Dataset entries
--------------------------------

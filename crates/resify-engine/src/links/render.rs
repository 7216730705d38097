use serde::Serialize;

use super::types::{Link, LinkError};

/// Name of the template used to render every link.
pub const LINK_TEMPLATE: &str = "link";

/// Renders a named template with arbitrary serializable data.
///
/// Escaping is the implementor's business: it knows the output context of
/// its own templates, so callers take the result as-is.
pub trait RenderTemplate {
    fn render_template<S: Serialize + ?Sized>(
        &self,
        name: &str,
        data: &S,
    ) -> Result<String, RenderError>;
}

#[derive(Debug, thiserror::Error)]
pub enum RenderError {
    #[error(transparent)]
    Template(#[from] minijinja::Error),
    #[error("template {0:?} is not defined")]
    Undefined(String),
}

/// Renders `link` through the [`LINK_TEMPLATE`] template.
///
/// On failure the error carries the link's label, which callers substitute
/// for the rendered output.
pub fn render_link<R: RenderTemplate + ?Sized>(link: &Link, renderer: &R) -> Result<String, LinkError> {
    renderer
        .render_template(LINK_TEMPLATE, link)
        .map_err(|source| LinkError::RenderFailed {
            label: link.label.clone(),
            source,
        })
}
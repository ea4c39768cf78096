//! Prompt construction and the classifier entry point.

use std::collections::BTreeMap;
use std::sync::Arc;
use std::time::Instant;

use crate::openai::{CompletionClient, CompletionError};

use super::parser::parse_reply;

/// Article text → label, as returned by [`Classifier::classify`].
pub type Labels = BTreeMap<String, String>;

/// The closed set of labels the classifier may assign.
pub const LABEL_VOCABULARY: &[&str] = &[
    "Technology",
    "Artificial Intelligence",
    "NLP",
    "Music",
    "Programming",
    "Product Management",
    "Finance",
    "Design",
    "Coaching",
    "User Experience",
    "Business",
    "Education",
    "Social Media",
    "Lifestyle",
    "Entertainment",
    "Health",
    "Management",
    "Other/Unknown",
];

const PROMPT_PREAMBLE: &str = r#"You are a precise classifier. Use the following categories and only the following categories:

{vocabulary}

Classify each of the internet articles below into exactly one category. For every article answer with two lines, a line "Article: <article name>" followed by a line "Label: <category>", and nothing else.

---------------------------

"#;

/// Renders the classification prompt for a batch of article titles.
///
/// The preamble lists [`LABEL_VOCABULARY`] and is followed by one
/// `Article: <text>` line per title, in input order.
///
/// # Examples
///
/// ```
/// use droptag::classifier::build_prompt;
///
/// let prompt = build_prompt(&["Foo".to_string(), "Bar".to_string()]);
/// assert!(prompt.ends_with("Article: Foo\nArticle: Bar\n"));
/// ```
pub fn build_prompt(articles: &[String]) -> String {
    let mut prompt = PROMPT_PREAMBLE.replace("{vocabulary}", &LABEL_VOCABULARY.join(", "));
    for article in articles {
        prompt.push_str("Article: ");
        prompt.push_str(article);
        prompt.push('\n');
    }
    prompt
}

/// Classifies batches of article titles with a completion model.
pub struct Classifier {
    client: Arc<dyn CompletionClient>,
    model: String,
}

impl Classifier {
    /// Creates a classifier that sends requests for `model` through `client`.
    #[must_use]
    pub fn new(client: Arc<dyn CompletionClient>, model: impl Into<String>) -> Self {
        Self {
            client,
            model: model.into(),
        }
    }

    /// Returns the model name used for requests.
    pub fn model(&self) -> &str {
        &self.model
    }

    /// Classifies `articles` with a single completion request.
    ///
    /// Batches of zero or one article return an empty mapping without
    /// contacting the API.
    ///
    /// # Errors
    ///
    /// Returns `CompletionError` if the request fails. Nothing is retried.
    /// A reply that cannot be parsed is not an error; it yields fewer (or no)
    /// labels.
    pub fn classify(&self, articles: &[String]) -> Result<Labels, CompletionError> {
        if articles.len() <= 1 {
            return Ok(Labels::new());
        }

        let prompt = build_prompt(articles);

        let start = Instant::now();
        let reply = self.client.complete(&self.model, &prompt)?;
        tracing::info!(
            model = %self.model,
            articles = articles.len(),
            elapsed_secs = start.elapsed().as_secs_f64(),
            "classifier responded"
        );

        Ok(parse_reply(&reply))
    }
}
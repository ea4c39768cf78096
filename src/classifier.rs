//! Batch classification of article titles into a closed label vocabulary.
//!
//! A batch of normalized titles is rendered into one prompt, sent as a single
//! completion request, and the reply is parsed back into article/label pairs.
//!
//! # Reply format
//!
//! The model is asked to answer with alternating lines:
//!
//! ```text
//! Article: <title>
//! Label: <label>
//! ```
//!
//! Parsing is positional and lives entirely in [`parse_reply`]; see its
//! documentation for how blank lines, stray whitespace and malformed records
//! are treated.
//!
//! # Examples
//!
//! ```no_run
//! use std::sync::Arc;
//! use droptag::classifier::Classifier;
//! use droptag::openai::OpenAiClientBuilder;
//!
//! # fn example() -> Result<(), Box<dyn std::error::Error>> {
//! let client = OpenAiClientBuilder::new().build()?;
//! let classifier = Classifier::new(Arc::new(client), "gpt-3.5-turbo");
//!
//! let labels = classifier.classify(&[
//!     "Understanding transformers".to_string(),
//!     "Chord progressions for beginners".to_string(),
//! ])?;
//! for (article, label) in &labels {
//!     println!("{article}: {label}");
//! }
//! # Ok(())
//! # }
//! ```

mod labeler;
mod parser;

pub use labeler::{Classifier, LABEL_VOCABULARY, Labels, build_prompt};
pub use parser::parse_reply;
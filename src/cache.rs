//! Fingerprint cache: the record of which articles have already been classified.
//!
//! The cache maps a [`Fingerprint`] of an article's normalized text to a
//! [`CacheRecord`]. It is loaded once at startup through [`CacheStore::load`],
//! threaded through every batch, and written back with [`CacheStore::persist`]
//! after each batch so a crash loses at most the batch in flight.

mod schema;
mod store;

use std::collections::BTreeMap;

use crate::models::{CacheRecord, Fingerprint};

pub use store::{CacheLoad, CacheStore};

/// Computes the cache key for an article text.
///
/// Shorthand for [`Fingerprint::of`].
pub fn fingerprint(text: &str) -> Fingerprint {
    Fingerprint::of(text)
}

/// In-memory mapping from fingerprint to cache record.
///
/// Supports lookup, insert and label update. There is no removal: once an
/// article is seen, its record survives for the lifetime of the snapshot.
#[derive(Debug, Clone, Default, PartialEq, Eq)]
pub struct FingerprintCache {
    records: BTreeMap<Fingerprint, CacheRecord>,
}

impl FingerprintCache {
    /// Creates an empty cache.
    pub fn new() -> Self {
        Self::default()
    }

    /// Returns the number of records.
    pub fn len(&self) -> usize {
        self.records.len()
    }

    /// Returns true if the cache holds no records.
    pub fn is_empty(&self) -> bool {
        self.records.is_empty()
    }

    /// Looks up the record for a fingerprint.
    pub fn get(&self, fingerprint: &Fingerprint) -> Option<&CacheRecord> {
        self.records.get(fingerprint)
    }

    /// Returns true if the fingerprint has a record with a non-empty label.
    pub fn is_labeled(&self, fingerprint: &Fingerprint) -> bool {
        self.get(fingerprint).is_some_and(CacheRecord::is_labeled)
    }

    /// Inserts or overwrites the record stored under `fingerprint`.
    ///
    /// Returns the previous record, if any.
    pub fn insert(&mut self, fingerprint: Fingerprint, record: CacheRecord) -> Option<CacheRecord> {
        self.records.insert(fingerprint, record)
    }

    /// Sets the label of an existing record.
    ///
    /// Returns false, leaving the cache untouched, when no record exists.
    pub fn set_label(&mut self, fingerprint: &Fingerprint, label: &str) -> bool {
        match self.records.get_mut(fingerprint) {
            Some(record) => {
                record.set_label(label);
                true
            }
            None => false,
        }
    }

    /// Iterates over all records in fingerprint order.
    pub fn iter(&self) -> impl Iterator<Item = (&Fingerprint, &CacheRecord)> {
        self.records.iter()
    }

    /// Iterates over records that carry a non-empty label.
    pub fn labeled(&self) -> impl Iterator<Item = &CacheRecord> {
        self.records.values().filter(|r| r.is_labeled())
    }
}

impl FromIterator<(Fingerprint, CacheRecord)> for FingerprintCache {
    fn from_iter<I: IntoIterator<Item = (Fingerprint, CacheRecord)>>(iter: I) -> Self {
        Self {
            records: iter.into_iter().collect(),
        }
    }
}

--------------------------------

## Exercise:
Determine the number of lines in the entries that hold "Option". Reply with that number only.

## Reply to the exercise:
2